Task instructions:
Using the data below, show every line where the word "scheduler" occurs.

Data records:

// Copyright (c) 2025 - Cowboy AI, Inc.
//! Resource Directory Service
//!
//! The authoritative store of resource records. Writes follow one order so
//! that nothing is ever partially applied:
//!
//! ```text
//! insert: conflict check → availability → kWh → score → insert if absent → publish
//! update: lookup → variant → availability → kWh → conflict check
//!         → score (rename only) → attribute write → publish
//! ```
//!
//! Every check that can reject the request runs before the first write.
//! The early conflict check only saves a score request; the write itself
//! re-checks `(name, memberEmail)` atomically, so two racing registrations
//! cannot both land. Attribute writes never touch status or task id, and
//! status writes touch nothing else, so a scheduler message applied during
//! a rename's score exchange survives it.
//!
//! A publish failure after a successful write is logged and the operation
//! still succeeds; the scheduler reconciles through full reads.

use async_trait::async_trait;
use std::sync::Arc;
use thiserror::Error;
use tracing::{error, info, warn};

use super::scoring::{ScoringClient, ScoringError};
use crate::domain::{
    validate_all, AvailabilityError, Resource, ResourcePatch, ResourceQueryFilters,
    ResourceStatus, ResourceType, ScoreBundle, TaskChange,
};
use crate::dto::{ResourceDto, ResourceMessageDto};
use crate::errors::{MessagingError, StorageError};
use crate::messaging::Messenger;
use crate::repository::{AttributeWrite, ResourceRepository};
use crate::subjects::Route;

/// Directory operation result type
pub type DirectoryResult<T> = Result<T, DirectoryError>;

/// Directory operation errors
#[derive(Debug, Error)]
pub enum DirectoryError {
    /// Another resource already has this name for this member
    #[error("Resource '{name}' already exists for {member_email}")]
    Conflict { name: String, member_email: String },

    /// No resource with this id
    #[error("Resource not found: {0}")]
    NotFound(String),

    /// Update request without an id
    #[error("Resource id is required for updates")]
    MissingId,

    /// Scores could not be obtained, nothing was written
    #[error("Scoring unavailable: {0}")]
    ScoringUnavailable(#[source] ScoringError),

    /// An availability window breaks the half-hour rule
    #[error("Bad availability format: {0}")]
    BadFormatAvailability(#[from] AvailabilityError),

    /// The update targets a different hardware variant
    #[error("Resource {id} is a {stored} resource, update was for {requested}")]
    VariantMismatch {
        id: String,
        stored: ResourceType,
        requested: ResourceType,
    },

    /// kWh is negative or not a number
    #[error("Energy draw must be a non-negative number of kWh, got {0}")]
    InvalidEnergyDraw(f64),

    #[error("Storage error: {0}")]
    Storage(#[from] StorageError),

    #[error("Messaging error: {0}")]
    Messaging(#[from] MessagingError),
}

/// Directory operations behind the HTTP surface
#[async_trait]
pub trait ResourceDirectoryService: Send + Sync {
    /// Create a resource; it starts AVAILABLE with no task
    async fn insert(&self, dto: ResourceDto) -> DirectoryResult<ResourceDto>;

    /// Update client attributes; a rename re-scores under the new name
    async fn update(&self, dto: ResourceDto) -> DirectoryResult<ResourceDto>;

    /// Operator status change; the task id is left untouched
    async fn update_status(&self, id: &str, status: ResourceStatus) -> DirectoryResult<ResourceDto>;

    async fn make_available(&self, id: &str) -> DirectoryResult<ResourceDto> {
        self.update_status(id, ResourceStatus::Available).await
    }

    async fn make_unavailable(&self, id: &str) -> DirectoryResult<ResourceDto> {
        self.update_status(id, ResourceStatus::Unavailable).await
    }

    /// Filtered lookup; AVAILABLE only unless a status is given
    async fn find_resources(&self, filters: &ResourceQueryFilters)
        -> DirectoryResult<Vec<ResourceDto>>;

    /// Every resource, any status
    async fn find_all(&self) -> DirectoryResult<Vec<ResourceDto>>;
}

/// Repository-backed directory with score enrichment and event publishing
#[derive(Clone)]
pub struct ResourceDirectory {
    repository: Arc<dyn ResourceRepository>,
    scoring: ScoringClient,
    messenger: Messenger,
    events: Route,
}

impl ResourceDirectory {
    /// `events` is where new/updated-resource events are published
    pub fn new(
        repository: Arc<dyn ResourceRepository>,
        scoring: ScoringClient,
        messenger: Messenger,
        events: Route,
    ) -> Self {
        Self {
            repository,
            scoring,
            messenger,
            events,
        }
    }

    async fn load(&self, id: &str) -> DirectoryResult<Resource> {
        self.repository
            .find_by_id(id)
            .await?
            .ok_or_else(|| DirectoryError::NotFound(id.to_string()))
    }

    async fn ensure_unclaimed(&self, patch: &ResourcePatch, own_id: Option<&str>) -> DirectoryResult<()> {
        let existing = self
            .repository
            .find_by_name_and_member_email(&patch.name, &patch.member_email)
            .await?;

        match existing {
            Some(existing) if Some(existing.id.as_str()) != own_id => {
                warn!(resource_id = %existing.id, "Rejected duplicate resource");
                Err(Self::conflict(patch))
            }
            _ => Ok(()),
        }
    }

    fn conflict(patch: &ResourcePatch) -> DirectoryError {
        DirectoryError::Conflict {
            name: patch.name.clone(),
            member_email: patch.member_email.clone(),
        }
    }

    fn validate_availability(patch: &ResourcePatch) -> DirectoryResult<()> {
        if let Some(windows) = patch.availability() {
            validate_all(windows).map_err(|e| {
                warn!(name = %patch.name, error = %e, "Rejected availability");
                DirectoryError::from(e)
            })?;
        }
        Ok(())
    }

    fn validate_energy_draw(patch: &ResourcePatch) -> DirectoryResult<()> {
        match patch.common.kwh {
            Some(kwh) if !(kwh.is_finite() && kwh >= 0.0) => {
                warn!(name = %patch.name, kwh, "Rejected energy draw");
                Err(DirectoryError::InvalidEnergyDraw(kwh))
            }
            _ => Ok(()),
        }
    }

    async fn score(&self, name: &str, resource_type: ResourceType) -> DirectoryResult<ScoreBundle> {
        self.scoring
            .score(name, resource_type)
            .await
            .map_err(DirectoryError::ScoringUnavailable)
    }

    /// Publish the resource projection; failures are logged only
    async fn publish(&self, resource: &Resource) {
        let event = ResourceMessageDto::from(resource);
        if let Err(e) = self
            .messenger
            .send(&event, &self.events.routing_key, &self.events.exchange)
            .await
        {
            error!(
                resource_id = %resource.id,
                subject = %self.events,
                error = %e,
                "Failed to publish resource event"
            );
        }
    }
}

#[async_trait]
impl ResourceDirectoryService for ResourceDirectory {
    async fn insert(&self, dto: ResourceDto) -> DirectoryResult<ResourceDto> {
        let patch = ResourcePatch::from(dto);

        self.ensure_unclaimed(&patch, None).await?;
        Self::validate_availability(&patch)?;
        Self::validate_energy_draw(&patch)?;

        let mut resource = Resource::from_patch(patch);
        let scores = self.score(&resource.name, resource.resource_type()).await?;
        resource.apply_scores(&scores);

        if !self.repository.insert_if_absent(&resource).await? {
            warn!(name = %resource.name, "Lost registration race for resource name");
            return Err(DirectoryError::Conflict {
                name: resource.name,
                member_email: resource.member_email,
            });
        }
        self.publish(&resource).await;

        info!(
            resource_id = %resource.id,
            name = %resource.name,
            resource_type = %resource.resource_type(),
            "Resource registered"
        );
        Ok(ResourceDto::from(&resource))
    }

    async fn update(&self, dto: ResourceDto) -> DirectoryResult<ResourceDto> {
        let id = dto.id.clone().ok_or(DirectoryError::MissingId)?;
        let stored = self.load(&id).await?;
        let patch = ResourcePatch::from(dto);

        if patch.resource_type() != stored.resource_type() {
            warn!(resource_id = %id, "Rejected update for another variant");
            return Err(DirectoryError::VariantMismatch {
                id,
                stored: stored.resource_type(),
                requested: patch.resource_type(),
            });
        }

        Self::validate_availability(&patch)?;
        Self::validate_energy_draw(&patch)?;

        if patch.name != stored.name || patch.member_email != stored.member_email {
            self.ensure_unclaimed(&patch, Some(&id)).await?;
        }

        let renamed = patch.name != stored.name;
        let scores = if renamed {
            Some(self.score(&patch.name, stored.resource_type()).await?)
        } else {
            None
        };

        let conflict = Self::conflict(&patch);
        let updated = match self.repository.update_attributes(&id, patch, scores).await? {
            AttributeWrite::Applied(resource) => resource,
            AttributeWrite::Claimed => {
                warn!(resource_id = %id, "Lost rename race for resource name");
                return Err(conflict);
            }
            AttributeWrite::NotFound => return Err(DirectoryError::NotFound(id)),
            AttributeWrite::VariantMismatch(mismatch) => {
                return Err(DirectoryError::VariantMismatch {
                    id,
                    stored: mismatch.stored,
                    requested: mismatch.requested,
                })
            }
        };
        self.publish(&updated).await;

        info!(resource_id = %id, renamed, "Resource updated");
        Ok(ResourceDto::from(&updated))
    }

    async fn update_status(&self, id: &str, status: ResourceStatus) -> DirectoryResult<ResourceDto> {
        let written = self
            .repository
            .update_status(id, status, TaskChange::Keep)
            .await?
            .ok_or_else(|| DirectoryError::NotFound(id.to_string()))?;
        self.publish(&written.resource).await;

        info!(resource_id = %id, status = %status, "Resource status set");
        Ok(ResourceDto::from(&written.resource))
    }

    async fn find_resources(
        &self,
        filters: &ResourceQueryFilters,
    ) -> DirectoryResult<Vec<ResourceDto>> {
        let resources = self.repository.find_matching(filters).await?;
        Ok(resources.iter().map(ResourceDto::from).collect())
    }

    async fn find_all(&self) -> DirectoryResult<Vec<ResourceDto>> {
        let resources = self.repository.find_all().await?;
        Ok(resources.iter().map(ResourceDto::from).collect())
    }
}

Reply to the exercise:
//! status writes touch nothing else, so a scheduler message applied during
//! still succeeds; the scheduler reconciles through full reads.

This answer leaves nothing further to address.